Dashboard 5 — Admin / Billing:

Panel	Metric
Webhook events / hour	rate(billing_events_received_total[1h])
Cert issuance success rate	rate(cert_issuances_total{result="success"}) / rate(cert_issuances_total)
Tier 0 RPC latency	tier0_request_duration_seconds
Multi-sig collection time	tier0_signatures_collected histogram
REST API traffic	rate(rest_requests_total[5m]) by endpoint

Dashboard JSON storage

В kontinuum-node/deploy/grafana/dashboards/:

deploy/grafana/dashboards/
├── 01-network-overview.json
├── 02-node-detail.json
├── 03-storage-s3.json
├── 04-replication.json
├── 05-admin-billing.json
└── README.md

JSON files — version-controlled, importable в Grafana через provisioning.

---

SLO definitions

Service Level Objectives — measurable targets, basis для alerts.
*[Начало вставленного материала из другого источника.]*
//! Tokenizer: raw text to a vector of classified, located tokens.
//!
//! Individual lexemes are recognized with `nom` combinators; the driver loop
//! skips whitespace and comments, stamps each token with its
//! [`SourceLocation`] and turns nom failures into [`SyntaxError`]s.

use nom::{
    IResult, Parser,
    branch::alt,
    bytes::complete::{tag, take_while, take_while1},
    character::complete::{anychar, char, multispace0, not_line_ending},
    combinator::{cut, map, value},
    error::ErrorKind,
};

use crate::syntax::SourceLocation;
use crate::{Error, ParseConfig, SyntaxError, SyntaxErrorKind};
use std::fmt;
use std::rc::Rc;

#[derive(Debug, Clone, Copy, PartialEq, Eq)]
pub enum Bracket {
    Round,
    Square,
}

impl Bracket {
    pub fn open_char(self) -> char {
        match self {
            Bracket::Round => '(',
            Bracket::Square => '[',
        }
    }

    pub fn close_char(self) -> char {
        match self {
            Bracket::Round => ')',
            Bracket::Square => ']',
        }
    }
}

#[derive(Debug, Clone, PartialEq)]
pub enum TokenKind {
    Open(Bracket),
    Close(Bracket),
    /// `#(`, closed by a round bracket
    OpenVector,
    Dot,
    Quote,
    Quasiquote,
    Unquote,
    UnquoteSplicing,
    /// `#;` - the parser discards the next datum
    DatumComment,
    Boolean(bool),
    Integer(i64),
    Float(f64),
    Character(char),
    String(String),
    Symbol(String),
    /// `:name`, kept with its colon
    Keyword(String),
}

impl fmt::Display for TokenKind {
    fn fmt(&self, f: &mut fmt::Formatter<'_>) -> fmt::Result {
        match self {
            TokenKind::Open(b) => write!(f, "'{}'", b.open_char()),
            TokenKind::Close(b) => write!(f, "'{}'", b.close_char()),
            TokenKind::OpenVector => write!(f, "'#('"),
            TokenKind::Dot => write!(f, "'.'"),
            TokenKind::Quote => write!(f, "'''"),
            TokenKind::Quasiquote => write!(f, "'`'"),
            TokenKind::Unquote => write!(f, "','"),
            TokenKind::UnquoteSplicing => write!(f, "',@'"),
            TokenKind::DatumComment => write!(f, "'#;'"),
            TokenKind::Boolean(b) => write!(f, "{}", if *b { "#t" } else { "#f" }),
            TokenKind::Integer(n) => write!(f, "{n}"),
            TokenKind::Float(x) => write!(f, "{x}"),
            TokenKind::Character(c) => write!(f, "#\\{c}"),
            TokenKind::String(s) => write!(f, "{s:?}"),
            TokenKind::Symbol(s) | TokenKind::Keyword(s) => write!(f, "{s}"),
        }
    }
}

#[derive(Debug, Clone, PartialEq)]
pub struct Token {
    pub kind: TokenKind,
    pub location: SourceLocation,
}

/// Byte offsets of line starts, for turning offsets into line/column pairs
struct LineIndex<'s> {
    source: &'s str,
    origin: Rc<str>,
    starts: Vec<usize>,
}

impl<'s> LineIndex<'s> {
    fn new(source: &'s str, origin: &str) -> Self {
        let starts = std::iter::once(0)
            .chain(source.match_indices('\n').map(|(i, _)| i + 1))
            .collect();
        LineIndex {
            source,
            origin: Rc::from(origin),
            starts,
        }
    }

    fn locate(&self, offset: usize) -> SourceLocation {
        let line = self
            .starts
            .partition_point(|&start| start <= offset)
            .saturating_sub(1);
        let line_start = self.starts.get(line).copied().unwrap_or(0);
        let column = self
            .source
            .get(line_start..offset)
            .map_or(0, |text| text.chars().count());
        SourceLocation {
            origin: Rc::clone(&self.origin),
            line: u32::try_from(line + 1).unwrap_or(u32::MAX),
            column: u32::try_from(column + 1).unwrap_or(u32::MAX),
            offset,
        }
    }
}

fn is_delimiter(c: char) -> bool {
    c.is_whitespace() || matches!(c, '(' | ')' | '[' | ']' | '"' | ';')
}

fn at_delimiter(input: &str) -> bool {
    input.chars().next().is_none_or(is_delimiter)
}

fn reject<T>(input: &str, kind: ErrorKind) -> IResult<&str, T> {
    Err(nom::Err::Error(nom::error::Error::new(input, kind)))
}

/// Like `reject`, but stops `alt` from trying other lexemes
fn fail<T>(input: &str, kind: ErrorKind) -> IResult<&str, T> {
    Err(nom::Err::Failure(nom::error::Error::new(input, kind)))
}

/// Brackets and the quote family
fn parse_punctuation(input: &str) -> IResult<&str, TokenKind> {
    alt((
        value(TokenKind::Open(Bracket::Round), char('(')),
        value(TokenKind::Open(Bracket::Square), char('[')),
        value(TokenKind::Close(Bracket::Round), char(')')),
        value(TokenKind::Close(Bracket::Square), char(']')),
        value(TokenKind::OpenVector, tag("#(")),
        value(TokenKind::DatumComment, tag("#;")),
        value(TokenKind::Quote, char('\'')),
        value(TokenKind::Quasiquote, char('`')),
        value(TokenKind::UnquoteSplicing, tag(",@")),
        value(TokenKind::Unquote, char(',')),
    ))
    .parse(input)
}

/// Parse a string literal; `ErrorKind::Eof` marks an unterminated string,
/// `ErrorKind::Escaped` a bad escape sequence
fn parse_string(input: &str) -> IResult<&str, TokenKind> {
    let (mut remaining, _) = char('"').parse(input)?;
    let mut text = String::new();

    loop {
        let mut chars = remaining.chars();
        match chars.next() {
            Some('"') => return Ok((chars.as_str(), TokenKind::String(text))),
            Some('\\') => {
                match chars.next() {
                    Some('n') => text.push('\n'),
                    Some('t') => text.push('\t'),
                    Some('r') => text.push('\r'),
                    Some('0') => text.push('\0'),
                    Some('\\') => text.push('\\'),
                    Some('"') => text.push('"'),
                    Some(_) => return fail(remaining, ErrorKind::Escaped),
                    None => return fail(remaining, ErrorKind::Eof),
                }
                remaining = chars.as_str();
            }
            Some(c) => {
                text.push(c);
                remaining = chars.as_str();
            }
            None => return fail(remaining, ErrorKind::Eof),
        }
    }
}

/// Parse `#t`, `#f`, `#true` or `#false`
fn parse_boolean(input: &str) -> IResult<&str, TokenKind> {
    let (rest, b) = alt((
        value(true, tag("#true")),
        value(false, tag("#false")),
        value(true, tag("#t")),
        value(false, tag("#f")),
    ))
    .parse(input)?;
    if !at_delimiter(rest) {
        return reject(input, ErrorKind::Tag);
    }
    Ok((rest, TokenKind::Boolean(b)))
}

/// Parse a hexadecimal integer (#x or #X prefix, optional sign)
fn parse_hexadecimal(input: &str) -> IResult<&str, TokenKind> {
    let (rest, _) = alt((tag("#x"), tag("#X"))).parse(input)?;
    let (rest, sign) = alt((value(-1, char('-')), value(1, char('+')), value(1, tag(""))))
        .parse(rest)?;
    let (rest, digits) = cut(take_while1(|c: char| c.is_ascii_hexdigit())).parse(rest)?;
    if !at_delimiter(rest) {
        return fail(input, ErrorKind::HexDigit);
    }
    match i64::from_str_radix(digits, 16) {
        Ok(n) => Ok((rest, TokenKind::Integer(sign * n))),
        Err(_) => fail(input, ErrorKind::TooLarge),
    }
}

/// Parse `#\a`, `#\space`, `#\x41` and friends
fn parse_character(input: &str) -> IResult<&str, TokenKind> {
    let (rest, _) = tag("#\\").parse(input)?;
    let (rest, first) = cut(anychar).parse(rest)?;
    let (rest, tail) = take_while(|c: char| !is_delimiter(c)).parse(rest)?;
    if tail.is_empty() {
        return Ok((rest, TokenKind::Character(first)));
    }

    let name = format!("{first}{tail}");
    let named = match name.as_str() {
        "space" => Some(' '),
        "newline" | "linefeed" => Some('\n'),
        "tab" => Some('\t'),
        "return" => Some('\r'),
        "nul" | "null" => Some('\0'),
        "alarm" => Some('\u{7}'),
        "backspace" => Some('\u{8}'),
        "delete" => Some('\u{7f}'),
        "escape" => Some('\u{1b}'),
        _ if first == 'x' => u32::from_str_radix(tail, 16).ok().and_then(char::from_u32),
        _ => None,
    };
    match named {
        Some(c) => Ok((rest, TokenKind::Character(c))),
        None => fail(input, ErrorKind::Char),
    }
}

fn parse_hash_literal(input: &str) -> IResult<&str, TokenKind> {
    alt((parse_hexadecimal, parse_boolean, parse_character)).parse(input)
}

/// Symbols and numbers share one lexeme shape; they are told apart afterwards
fn parse_atom(input: &str) -> IResult<&str, &str> {
    take_while1(|c: char| !is_delimiter(c) && !matches!(c, '\'' | '`' | ',')).parse(input)
}

enum Lexeme<'a> {
    Token(TokenKind),
    Atom(&'a str),
}

fn parse_lexeme(input: &str) -> IResult<&str, Lexeme<'_>> {
    alt((
        map(parse_punctuation, Lexeme::Token),
        map(parse_string, Lexeme::Token),
        map(parse_hash_literal, Lexeme::Token),
        map(parse_atom, Lexeme::Atom),
    ))
    .parse(input)
}

fn looks_numeric(text: &str) -> bool {
    let unsigned = text.strip_prefix(['+', '-']).unwrap_or(text);
    let unsigned = unsigned.strip_prefix('.').unwrap_or(unsigned);
    unsigned.starts_with(|c: char| c.is_ascii_digit())
}

fn classify_atom(text: &str) -> Result<TokenKind, SyntaxError> {
    if text == "." {
        return Ok(TokenKind::Dot);
    }
    if looks_numeric(text) {
        if let Ok(n) = text.parse::<i64>() {
            return Ok(TokenKind::Integer(n));
        }
        let unsigned = text.strip_prefix(['+', '-']).unwrap_or(text);
        if unsigned.chars().all(|c| c.is_ascii_digit()) {
            return Err(SyntaxError::new(
                SyntaxErrorKind::ImplementationLimit,
                "integer literal out of range",
            ));
        }
        return text
            .parse::<f64>()
            .map(TokenKind::Float)
            .map_err(|_| SyntaxError::new(SyntaxErrorKind::InvalidSyntax, "malformed number"));
    }
    if text.starts_with('#') {
        return Err(SyntaxError::new(
            SyntaxErrorKind::InvalidSyntax,
            "unrecognized token",
        ));
    }
    if text.len() > 1 && text.starts_with(':') {
        return Ok(TokenKind::Keyword(text.to_owned()));
    }
    Ok(TokenKind::Symbol(text.to_owned()))
}

/// Skip whitespace, `;` line comments and nested `#| |#` block comments
fn skip_atmosphere<'a>(input: &'a str, config: &ParseConfig) -> Result<&'a str, SyntaxError> {
    let mut rest = input;
    loop {
        let (after_space, _) = multispace0::<&str, nom::error::Error<&str>>(rest)
            .map_err(|_| SyntaxError::new(SyntaxErrorKind::InvalidSyntax, "bad whitespace"))?;
        rest = after_space;

        let is_line_comment = rest.starts_with(';');
        let is_block_comment = rest.starts_with("#|");
        if (is_line_comment || is_block_comment) && !config.handle_comments {
            return Err(SyntaxError::new(
                SyntaxErrorKind::InvalidSyntax,
                "comments are not enabled",
            ));
        }

        if is_line_comment {
            let (after_comment, _) = not_line_ending::<&str, nom::error::Error<&str>>(rest)
                .map_err(|_| {
                    SyntaxError::new(SyntaxErrorKind::InvalidSyntax, "malformed line ending")
                })?;
            rest = after_comment;
        } else if is_block_comment {
            rest = skip_block_comment(rest)?;
        } else {
            return Ok(rest);
        }
    }
}

fn skip_block_comment(input: &str) -> Result<&str, SyntaxError> {
    let mut depth = 0usize;
    let mut rest = input;
    while !rest.is_empty() {
        if let Some(after) = rest.strip_prefix("#|") {
            depth += 1;
            rest = after;
        } else if let Some(after) = rest.strip_prefix("|#") {
            depth -= 1;
            rest = after;
            if depth == 0 {
                return Ok(rest);
            }
        } else {
            let mut chars = rest.chars();
            chars.next();
            rest = chars.as_str();
        }
    }
    Err(SyntaxError::new(
        SyntaxErrorKind::Incomplete,
        "unterminated block comment",
    ))
}

fn lexeme_error(rest: &str, error: nom::Err<nom::error::Error<&str>>) -> SyntaxError {
    let found: String = rest.chars().take_while(|c| !c.is_whitespace()).take(20).collect();
    let (kind, message) = match error {
        nom::Err::Error(e) | nom::Err::Failure(e) => match e.code {
            ErrorKind::Eof => (SyntaxErrorKind::Incomplete, "unterminated string literal"),
            ErrorKind::Escaped => (SyntaxErrorKind::InvalidSyntax, "unknown escape sequence"),
            ErrorKind::TooLarge => (
                SyntaxErrorKind::ImplementationLimit,
                "integer literal out of range",
            ),
            ErrorKind::HexDigit => (SyntaxErrorKind::InvalidSyntax, "malformed hexadecimal literal"),
            ErrorKind::Char => (SyntaxErrorKind::InvalidSyntax, "unknown character name"),
            _ => (SyntaxErrorKind::InvalidSyntax, "unrecognized token"),
        },
        nom::Err::Incomplete(_) => (SyntaxErrorKind::Incomplete, "incomplete input"),
    };
    SyntaxError::new(kind, message).found(found)
}

/// Tokenize a whole source text.
pub fn tokenize(source: &str, origin: &str, config: &ParseConfig) -> Result<Vec<Token>, Error> {
    let index = LineIndex::new(source, origin);
    let offset_of = |rest: &str| source.len() - rest.len();
    let mut tokens = Vec::new();
    let mut rest = source;

    loop {
        rest = skip_atmosphere(rest, config)
            .map_err(|e| e.at(Some(&index.locate(offset_of(rest)))))?;
        if rest.is_empty() {
            break;
        }

        let location = index.locate(offset_of(rest));
        let (remaining, lexeme) =
            parse_lexeme(rest).map_err(|e| lexeme_error(rest, e).at(Some(&location)))?;
        let kind = match lexeme {
            Lexeme::Token(TokenKind::DatumComment) if !config.handle_comments => {
                return Err(SyntaxError::new(
                    SyntaxErrorKind::InvalidSyntax,
                    "comments are not enabled",
                )
                .at(Some(&location))
                .into());
            }
            Lexeme::Token(kind) => kind,
            Lexeme::Atom(text) => {
                classify_atom(text).map_err(|e| e.found(text).at(Some(&location)))?
            }
        };
        tokens.push(Token { kind, location });
        rest = remaining;
    }

    Ok(tokens)
}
SLO	Target	Measurement window	Burn rate alert
Node availability	99.9%	30 days	2h / 6h burn rate
DHT lookup p99 latency	< 500ms	5 min rolling	Если > 1s для 5 min
S3 presign latency p99	< 100ms	5 min rolling	Если > 250ms для 5 min
Mailbox deposit success rate	99.5%	5 min rolling	Если < 99% для 10 min
Replication factor compliance	99.9% blobs at target_rf	1h	Если < 99% для 30 min
Cert renewal lead time	≥ 7 days early	At renewal	N/A (info alert)

---

Implementation checklist

• [ ] В server/Cargo.toml + admin/Cargo.toml: metrics, metrics-exporter-prometheus, tracing, tracing-subscriber, optionally tracing-opentelemetry.
• [ ] server/src/observability/mod.rs — register все metrics в startup.
• [ ] Helper macros / functions для consistent identity_id_hash labeling.
• [ ] Privacy linter: CI check no identity_id или signing_key references в tracing::* calls (Clippy custom lint или grep).
• [ ] Grafana dashboards JSON в deploy/grafana/dashboards/.
• [ ] Alertmanager rules в deploy/prometheus/alerts.yml.
• [ ] Recording rules для aggregations в deploy/prometheus/rules.yml.
• [ ] Tests: metrics emitted correctly через unit tests + integration assertion.
• [ ] Loki / Vector config example в deploy/observability/log-shipping.yml.

---

Open implementation questions

1. OTLP vs Prometheus + Loki separately. OTLP unified (metrics + logs + traces в одном protocol), но добавляет collector dependency. Decision: Prometheus + Loki для v1.0 (simpler ops); OTLP migration — post-v1.0.
2. Sampling strategy для traces. 1% baseline + 100% errors — стандартное, но может потерять low-frequency slow requests. Tail-sampling collector?
3. High-cardinality labels. identity_id_hash (4-byte truncated) даёт ~4B unique values — too high для Prometheus. Альтернатива — emit без identity label, аггрегировать через logs / traces только. Решение: identity labels только в logs/traces, никаких в metrics (revise inventory выше).
4. Per-tenant metrics в family-mode. Each tenant — отдельный label. Cardinality risk при много tenants. Решение: aggregate per host node, individual breakdown — через logs.